Tax
13 February 2026 by Guest Contributor
The post below was originally published on the Administrative Court Blog, of which its author, Dr Lewis Graham, is an editor. It is republished here with the Dr Graham’s permission.
The First-tier Tribunal had delivered a ruling in which it has allowed a claimant to challenge the imposition of a liability order on public law grounds, despite the jurisdiction for this not being set out explicitly in the relevant statute. The decision does not set a precedent, and strictly involves a narrow point of construction relating to the Finance Act. However, its reasoning, if approved or adopted on appeal, may have significant ramifications for claimants wishing to rely on public law grounds before tribunal appeals more generally. The case is Hall v HMRC [2026] UKFTT 124 (TC) (13 January 2026).
The claimant, Hall, was issued a Joint and Several Liability Notice (JSLN) and sought to appeal it before the First-tier Tribunal (FTT). He wished to challenge the notice on five grounds. It was undisputed that the tribunal had jurisdiction to consider the first two grounds (whether the prerequisite conditions were met, and whether the notice was necessary for the protection of revenue, respectively). However, HMRC disputed the tribunal’s jurisdiction to consider Grounds 3 to 5 (relating to the proportionality of the measure, the rationality of the measure, and a failure to follow relevant guidance) and applied for these grounds to be struck out, under rule 8(2) Tribunal Procedure (First-tier Tribunal) (Tax Chamber) Rules 2009. The question for the tribunal was, therefore, whether it did have the jurisdiction to consider these – public law – grounds.
Because the tribunal has no inherent public law jurisdiction, it can only be granted the ability to review such grounds by statute: see [65]. This in turn raises an issue of statutory construction. In this case, the jurisdiction of the tribunal when considering appeals to the issuing of a JSLN is set out in paragraph 14(1) of Schedule 13 to the Finance Act 2020. That section says that on appeal, the tribunal “must set aside the notice” if “any of the relevant conditions were not met when the notice was given” (para 4(1)(a)(i)), “it is not necessary for the protection of the revenue for the notice to continue to have effect” (para 4(1)(a)(ii)) or “the amount specified is incorrect” (para 4(1)(b)). If these grounds are not made out, “the tribunal must uphold the notice” (para 4(1)(c)). HMRC argued that the effect of these provisions was to exclude any public law challenge: [32], and that public law grounds could only be argued in a judicial review, rather than statutory appeal: [33].
The tribunal judge was unconvinced by this argument. She said that she could “see no language” in the statute “which precludes an assessment of proportionality or rationality when determining whether the Appellant has made out its defensive case”: [81]. Thus, the third and fourth ground of appeal could be considered by the tribunal. Although it was not confirmed, this, presumably, also meant that the statute did not preclude consideration of the fifth ground – whether HMRC failed to comply with its policies.

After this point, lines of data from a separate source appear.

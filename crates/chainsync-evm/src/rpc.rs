//! HTTP JSON-RPC client for the three calls the sync engine needs:
//! `eth_blockNumber`, `eth_getLogs` and `eth_getBlockByNumber`.
//!
//! Node and transport failures are mapped onto [`SyncError`]: a node that
//! refuses a log query because of its block-range or result-count limit
//! yields [`SyncError::RangeTooLarge`], everything else is
//! [`SyncError::Connectivity`].

use std::sync::atomic::{AtomicU64, Ordering};
use std::sync::Arc;
use std::time::Duration;

use alloy_primitives::{Address, Bytes, B256, U64};
use serde::de::DeserializeOwned;
use serde::{Deserialize, Serialize};
use serde_json::Value;
use thiserror::Error;

use chainsync_core::{lower_hex, LogFilter, RawLog, SyncError};

// ─── Wire types ───────────────────────────────────────────────────────────────

/// A JSON-RPC 2.0 request.
#[derive(Debug, Clone, Serialize)]
pub struct JsonRpcRequest<'a> {
    pub jsonrpc: &'static str,
    pub method: &'a str,
    pub params: Vec<Value>,
    pub id: u64,
}

impl<'a> JsonRpcRequest<'a> {
    pub fn new(id: u64, method: &'a str, params: Vec<Value>) -> Self {
        Self {
            jsonrpc: "2.0",
            method,
            params,
            id,
        }
    }
}

/// A JSON-RPC 2.0 error object.
#[derive(Debug, Clone, PartialEq, Deserialize)]
pub struct JsonRpcError {
    pub code: i64,
    pub message: String,
    #[serde(default)]
    pub data: Option<Value>,
}

/// A JSON-RPC 2.0 response.
#[derive(Debug, Clone, Deserialize)]
pub struct JsonRpcResponse {
    #[serde(default)]
    pub result: Option<Value>,
    #[serde(default)]
    pub error: Option<JsonRpcError>,
}

impl JsonRpcResponse {
    pub fn into_result(self) -> Result<Value, JsonRpcError> {
        match self.error {
            Some(err) => Err(err),
            None => Ok(self.result.unwrap_or(Value::Null)),
        }
    }
}

/// A log object as returned by `eth_getLogs` and `eth_subscribe("logs")`.
#[derive(Debug, Clone, Deserialize)]
#[serde(rename_all = "camelCase")]
pub(crate) struct WireLog {
    address: Address,
    topics: Vec<B256>,
    data: Bytes,
    block_number: Option<U64>,
    block_hash: Option<B256>,
    transaction_hash: Option<B256>,
    log_index: Option<U64>,
    #[serde(default)]
    removed: bool,
}

impl WireLog {
    /// `None` for pending logs, which carry no block position yet.
    pub(crate) fn into_raw(self) -> Option<RawLog> {
        let log_index = u32::try_from(self.log_index?.to::<u64>()).ok()?;
        Some(RawLog {
            address: self.address,
            topics: self.topics,
            data: self.data,
            block_number: self.block_number?.to::<u64>(),
            block_hash: self.block_hash?,
            tx_hash: self.transaction_hash?,
            log_index,
            removed: self.removed,
        })
    }
}

#[derive(Debug, Deserialize)]
struct WireBlock {
    timestamp: U64,
}

/// `eth_getLogs` / `eth_subscribe` filter object for `filter`.
pub(crate) fn filter_object(filter: &LogFilter, range: Option<(u64, u64)>) -> Value {
    let mut obj = serde_json::json!({
        "address": lower_hex(filter.address.as_slice()),
        "topics": [lower_hex(filter.event_signature.as_slice())],
    });
    if let Some((from, to)) = range {
        obj["fromBlock"] = Value::String(format!("{from:#x}"));
        obj["toBlock"] = Value::String(format!("{to:#x}"));
    }
    obj
}

// ─── Errors ───────────────────────────────────────────────────────────────────

/// Failure of a single JSON-RPC call.
#[derive(Debug, Error)]
pub enum RpcError {
    /// Connection refused, timeout, TLS failure, …
    #[error("HTTP error: {0}")]
    Transport(String),

    #[error("HTTP {status}: {body}")]
    Status { status: u16, body: String },

    /// The node answered with a JSON-RPC error object.
    #[error("RPC error {}: {}", .0.code, .0.message)]
    Node(JsonRpcError),

    #[error("invalid response: {0}")]
    Decode(String),
}

/// Message fragments used by providers to reject log queries that span too
/// many blocks or return too many results.
const RANGE_LIMIT_HINTS: &[&str] = &[
    "query returned more than",
    "block range",
    "range too large",
    "range is too large",
    "too many blocks",
    "response size exceeded",
    "result limit exceeded",
    "log response size",
];

/// Throttling replies. Some providers send these with the same `-32005` code
/// as range rejections.
const RATE_LIMIT_HINTS: &[&str] = &[
    "rate limit",
    "request rate",
    "rate exceeded",
    "too many requests",
    "exceeded its compute units",
    "capacity exceeded",
];

const HTTP_TOO_MANY_REQUESTS: u16 = 429;

impl RpcError {
    /// Returns `true` if the node refused the query because of its size.
    ///
    /// Decided by the message alone: `-32005` is shared with rate limiting.
    pub fn is_range_limit(&self) -> bool {
        let text = match self {
            Self::Node(err) => err.message.to_ascii_lowercase(),
            Self::Status { status, .. } if *status == HTTP_TOO_MANY_REQUESTS => return false,
            Self::Status { body, .. } => body.to_ascii_lowercase(),
            _ => return false,
        };
        if RATE_LIMIT_HINTS.iter().any(|hint| text.contains(hint)) {
            return false;
        }
        RANGE_LIMIT_HINTS.iter().any(|hint| text.contains(hint))
    }

    /// Classify a failed `eth_getLogs` call over `[from, to]`.
    pub fn for_range(self, from: u64, to: u64) -> SyncError {
        if self.is_range_limit() {
            SyncError::RangeTooLarge {
                from,
                to,
                reason: self.to_string(),
            }
        } else {
            self.into()
        }
    }
}

impl From<RpcError> for SyncError {
    fn from(e: RpcError) -> Self {
        SyncError::Connectivity(e.to_string())
    }
}

// ─── HttpRpcClient ────────────────────────────────────────────────────────────

/// HTTP JSON-RPC client. Cheap to clone; clones share one connection pool.
#[derive(Clone)]
pub struct HttpRpcClient {
    url: Arc<str>,
    http: reqwest::Client,
    next_id: Arc<AtomicU64>,
}

impl HttpRpcClient {
    /// Create a client for `url` whose requests give up after `timeout`.
    pub fn new(url: impl Into<String>, timeout: Duration) -> Result<Self, SyncError> {
        let http = reqwest::Client::builder()
            .timeout(timeout)
            .build()
            .map_err(|e| SyncError::Config(format!("failed to build HTTP client: {e}")))?;
        let url: String = url.into();
        Ok(Self {
            url: url.into(),
            http,
            next_id: Arc::new(AtomicU64::new(1)),
        })
    }

    pub fn url(&self) -> &str {
        &self.url
    }

    /// Send one request and decode its `result` as `T`.
    pub async fn call<T: DeserializeOwned>(
        &self,
        method: &str,
        params: Vec<Value>,
    ) -> Result<T, RpcError> {
        let req = JsonRpcRequest::new(self.next_id.fetch_add(1, Ordering::Relaxed), method, params);
        let resp = self
            .http
            .post(&*self.url)
            .json(&req)
            .send()
            .await
            .map_err(|e| RpcError::Transport(e.to_string()))?;

        if !resp.status().is_success() {
            let status = resp.status().as_u16();
            let body = resp.text().await.unwrap_or_default();
            return Err(RpcError::Status { status, body });
        }

        let body: JsonRpcResponse = resp
            .json()
            .await
            .map_err(|e| RpcError::Decode(e.to_string()))?;
        let value = body.into_result().map_err(RpcError::Node)?;
        serde_json::from_value(value).map_err(|e| RpcError::Decode(format!("{method}: {e}")))
    }

    pub async fn block_number(&self) -> Result<u64, SyncError> {
        let n: U64 = self.call("eth_blockNumber", vec![]).await?;
        Ok(n.to::<u64>())
    }

    pub async fn get_logs(
        &self,
        filter: &LogFilter,
        from: u64,
        to: u64,
    ) -> Result<Vec<RawLog>, SyncError> {
        let logs: Vec<WireLog> = self
            .call("eth_getLogs", vec![filter_object(filter, Some((from, to)))])
            .await
            .map_err(|e| e.for_range(from, to))?;
        Ok(logs.into_iter().filter_map(WireLog::into_raw).collect())
    }

    pub async fn block_timestamp(&self, block_number: u64) -> Result<u64, SyncError> {
        let block: Option<WireBlock> = self
            .call(
                "eth_getBlockByNumber",
                vec![Value::String(format!("{block_number:#x}")), Value::Bool(false)],
            )
            .await?;
        block
            .map(|b| b.timestamp.to::<u64>())
            .ok_or_else(|| SyncError::Connectivity(format!("block {block_number} not found")))
    }
}

impl std::fmt::Debug for HttpRpcClient {
    fn fmt(&self, f: &mut std::fmt::Formatter<'_>) -> std::fmt::Result {
        f.debug_struct("HttpRpcClient").field("url", &self.url).finish()
    }
}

At first blush, it seems that the judge arrived at this interpretation via ordinary methods of construction. But the judge preceded her analysis with an overview of the interpretive powers available to her under section 3 of the HRA (see [60]):
“Where a Convention right is impermissibly limited by the terms of the statutory language chosen by Parliament the relevant provision should be construed so far as is possible to ensure a Convention compliant outcome… the line between a section 4 HRA declaration of incompatibility… and conforming interpretation [is] the “grain of the legislation”. Legislation need not be ambiguous in order for it to be interpreted expansively so as to protect Convention rights, an interpreting court or tribunal can read words in and change the meaning of the language used but cannot cross the constitutional line of legislating, in particular when choosing between alternative means of achieving a Convention-compliant meaning.”

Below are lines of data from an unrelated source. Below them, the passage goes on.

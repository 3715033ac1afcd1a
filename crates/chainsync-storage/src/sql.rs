//! Helpers shared by the SQL backends.

use chainsync_core::SyncError;

/// SQL integers are signed 64-bit; refuse values that would wrap.
pub(crate) fn to_db(value: u64, column: &str) -> Result<i64, SyncError> {
    i64::try_from(value)
        .map_err(|_| SyncError::Persistence(format!("{column} {value} out of range for BIGINT")))
}

pub(crate) fn from_db(value: i64, column: &str) -> Result<u64, SyncError> {
    u64::try_from(value)
        .map_err(|_| SyncError::Persistence(format!("negative {column} {value} in database")))
}

pub(crate) fn db_err(e: sqlx::Error) -> SyncError {
    SyncError::Persistence(e.to_string())
}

The judge also followed her conclusion with the observation that the wider construction she adopted “also meets the Article 6 requirement that there be a forum with full jurisdiction on all matters of fact and law when considering the issue of the JSLN” and that “separating the issues between the administrative court and the Tribunal would run the risk of facts being evaluated differently and thereby inhibiting a fair trial”: [83]. Therefore, it appears that the judge’s conclusion was either made pursuant to, or reinforced by, the need to adopt a Convention-compliant interpretation under section 3 HRA.
Comment
With respect to the tribunal judge, her reasoning on the construction issue is a little thin and a number of issues in the judgment remain open to debate.

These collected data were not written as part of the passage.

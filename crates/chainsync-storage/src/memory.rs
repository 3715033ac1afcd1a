//! In-memory storage backend.
//!
//! Stores transfers and checkpoints in RAM. Batches are staged and applied
//! under one lock, so a failed batch leaves no trace. Failures can be
//! injected to exercise rollback paths in tests.
//!
//! All data is lost when the process exits.

use std::collections::BTreeMap;
use std::sync::Mutex;

use async_trait::async_trait;
use chrono::Utc;

use chainsync_core::{
    BatchAck, Page, PageRequest, Pagination, SyncCheckpoint, SyncError, TransferEvent,
    TransferQuery, TransferRecord, TransferStore,
};

#[derive(Default)]
struct MemoryState {
    transfers: BTreeMap<(String, u32), TransferRecord>,
    checkpoints: BTreeMap<String, u64>,
    /// Every committed checkpoint value, in commit order.
    history: Vec<(String, u64)>,
}

#[derive(Default)]
struct Faults {
    /// Fail the next batch when it reaches its n-th insert (1-based).
    insert: Option<usize>,
    /// Fail this many upcoming batches at commit time.
    commits: u32,
}

/// In-memory transfer store.
#[derive(Default)]
pub struct InMemoryStore {
    state: Mutex<MemoryState>,
    faults: Mutex<Faults>,
}

impl InMemoryStore {
    pub fn new() -> Self {
        Self::default()
    }

    /// Make the next batch fail on its `n`-th insert (1-based). One-shot.
    pub fn fail_on_insert(&self, n: usize) {
        if let Ok(mut faults) = self.faults.lock() {
            faults.insert = Some(n);
        }
    }

    /// Make the next `count` batches fail just before commit.
    pub fn fail_next_commits(&self, count: u32) {
        if let Ok(mut faults) = self.faults.lock() {
            faults.commits = count;
        }
    }

    /// Total number of stored transfers.
    pub fn transfer_count(&self) -> usize {
        self.state.lock().map(|s| s.transfers.len()).unwrap_or(0)
    }

    /// All stored transfers in `(tx_hash, log_index)` order.
    pub fn transfers(&self) -> Vec<TransferRecord> {
        self.state
            .lock()
            .map(|s| s.transfers.values().cloned().collect())
            .unwrap_or_default()
    }

    /// Checkpoint values committed for `contract`, oldest first.
    pub fn checkpoint_history(&self, contract: &str) -> Vec<u64> {
        self.state
            .lock()
            .map(|s| {
                s.history
                    .iter()
                    .filter(|(c, _)| c == contract)
                    .map(|(_, b)| *b)
                    .collect()
            })
            .unwrap_or_default()
    }

    fn take_insert_fault(&self) -> Result<Option<usize>, SyncError> {
        Ok(self.faults.lock().map_err(poisoned)?.insert.take())
    }

    fn take_commit_fault(&self) -> Result<bool, SyncError> {
        let mut faults = self.faults.lock().map_err(poisoned)?;
        if faults.commits > 0 {
            faults.commits -= 1;
            Ok(true)
        } else {
            Ok(false)
        }
    }
}

fn poisoned<T>(_: std::sync::PoisonError<T>) -> SyncError {
    SyncError::Persistence("memory store lock poisoned".into())
}

#[async_trait]
impl TransferStore for InMemoryStore {
    async fn persist_batch(
        &self,
        events: &[TransferEvent],
        checkpoint_block: u64,
        contract: &str,
    ) -> Result<BatchAck, SyncError> {
        let insert_fault = self.take_insert_fault()?;
        let contract = contract.to_ascii_lowercase();
        let mut state = self.state.lock().map_err(poisoned)?;

        // Stage everything first; state is only touched on commit.
        let now = Utc::now();
        let mut staged: BTreeMap<(String, u32), TransferRecord> = BTreeMap::new();
        let mut duplicates = 0u64;
        for (i, event) in events.iter().enumerate() {
            if insert_fault == Some(i + 1) {
                return Err(SyncError::Persistence(format!(
                    "injected failure on insert {} of {}",
                    i + 1,
                    events.len()
                )));
            }
            let key = (event.tx_hash.clone(), event.log_index);
            if state.transfers.contains_key(&key) || staged.contains_key(&key) {
                duplicates += 1;
                continue;
            }
            staged.insert(
                key,
                TransferRecord {
                    event: event.clone(),
                    created_at: now,
                },
            );
        }

        if self.take_commit_fault()? {
            return Err(SyncError::Persistence("injected commit failure".into()));
        }

        let inserted = staged.len() as u64;
        state.transfers.extend(staged);
        let stored = state.checkpoints.entry(contract.clone()).or_insert(checkpoint_block);
        *stored = (*stored).max(checkpoint_block);
        let checkpoint = *stored;
        state.history.push((contract, checkpoint));

        Ok(BatchAck {
            inserted,
            duplicates,
            checkpoint,
        })
    }

    async fn read_checkpoint(&self, contract: &str) -> Result<Option<u64>, SyncError> {
        let state = self.state.lock().map_err(poisoned)?;
        Ok(state.checkpoints.get(&contract.to_ascii_lowercase()).copied())
    }
}

#[async_trait]
impl TransferQuery for InMemoryStore {
    async fn transfers_for_address(
        &self,
        address: &str,
        page: PageRequest,
    ) -> Result<Page<TransferRecord>, SyncError> {
        let address = address.to_ascii_lowercase();
        let state = self.state.lock().map_err(poisoned)?;

        let mut matching: Vec<&TransferRecord> = state
            .transfers
            .values()
            .filter(|r| r.event.from_address == address || r.event.to_address == address)
            .collect();
        matching.sort_by(|a, b| {
            (b.event.block_number, b.event.log_index).cmp(&(a.event.block_number, a.event.log_index))
        });

        let total = matching.len() as u64;
        let data = matching
            .into_iter()
            .skip(page.offset() as usize)
            .take(page.limit() as usize)
            .cloned()
            .collect();

        Ok(Page {
            data,
            pagination: Pagination::new(page, total),
        })
    }

    async fn sync_status(&self) -> Result<Vec<SyncCheckpoint>, SyncError> {
        let state = self.state.lock().map_err(poisoned)?;
        Ok(state
            .checkpoints
            .iter()
            .map(|(contract, block)| SyncCheckpoint {
                contract_address: contract.clone(),
                last_synced_block: *block,
            })
            .collect())
    }
}
//! Capped exponential backoff for batch-level retries.

use std::time::Duration;

/// Configuration for the retry policy.
#[derive(Debug, Clone, PartialEq)]
pub struct RetryConfig {
    /// Maximum retry attempts after the first try. `0` surfaces the first
    /// error immediately.
    pub max_retries: u32,
    /// Delay before the first retry.
    pub initial_backoff: Duration,
    /// Upper bound on any single delay.
    pub max_backoff: Duration,
    /// Growth factor applied per attempt.
    pub multiplier: f64,
}

impl Default for RetryConfig {
    fn default() -> Self {
        Self {
            max_retries: 8,
            initial_backoff: Duration::from_millis(500),
            max_backoff: Duration::from_secs(30),
            multiplier: 2.0,
        }
    }
}

impl RetryConfig {
    /// Never give up; delays stay capped at `max_backoff`.
    pub fn unbounded() -> Self {
        Self {
            max_retries: u32::MAX,
            ..Self::default()
        }
    }

    /// Surface the first failure without retrying.
    pub fn none() -> Self {
        Self {
            max_retries: 0,
            ..Self::default()
        }
    }
}

/// Stateless retry policy — computes the next delay given the attempt number.
#[derive(Debug, Clone)]
pub struct RetryPolicy {
    pub config: RetryConfig,
}

impl RetryPolicy {
    pub fn new(config: RetryConfig) -> Self {
        Self { config }
    }

    /// Delay before the `attempt`-th retry (1-based), or `None` once the
    /// budget is spent.
    pub fn next_delay(&self, attempt: u32) -> Option<Duration> {
        if attempt == 0 || attempt > self.config.max_retries {
            return None;
        }
        let exponent = (attempt - 1).min(64) as i32;
        let base_ms =
            self.config.initial_backoff.as_millis() as f64 * self.config.multiplier.powi(exponent);
        let cap_ms = self.config.max_backoff.as_millis() as f64;
        Some(Duration::from_millis(base_ms.min(cap_ms) as u64))
    }
}

impl Default for RetryPolicy {
    fn default() -> Self {
        Self::new(RetryConfig::default())
    }
}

First, it is, as above, unclear whether section 3 was even applied in the first place. In some other cases, a similar result has been achieved by applying a presumption that a claimant “should be entitled to defend himself by challenging the validity of… the decision… on public law grounds” in order to uphold “the rule of law” (see KSM Henryk Zeman SP ZOO v HMRC [2021] UKUT 182 (TCC) at [34]). This was not the case here; as noted above, the interpretation appears to be based on section 3 HRA. But notably absent from the judgment is any discussion as to whether a Convention-compliant interpretation would fall foul of what is “possible” – whether recognising the jurisdiction of the tribunal to consider public law grounds would go “against the grain” of the legislation.
Second, it is not immediately clear that Article 6 requires that the tribunal act as a forum for the determination of Convention rights (as opposed to, say, the Administrative Court). All we are told is that there is an “Article 6 requirement that there be a forum with full jurisdiction on all matters of fact and law” ([83]). It is true that the Article 6 authorities (see e.g. Schmautzer v Austria (1995), paras 34-37) speak of the need for a “judicial body that has full jurisdiction” in the context of determining the validity of a criminal charge (the tribunal had already determined that the issuing of a JSLN was a criminal charge: [75]). However, in a number of different areas the Strasbourg Court has accepted that a tribunal or court exercising more limited powers of appeal or review has satisfied the requirements of Article 6 (see e.g. Stefan v UK (1997); Ali v UK (2016)). The Strasbourg case law in this area is hardly straightforward and it was surprising to see that the judgment didn’t feature any engagement with the key authorities on this matter.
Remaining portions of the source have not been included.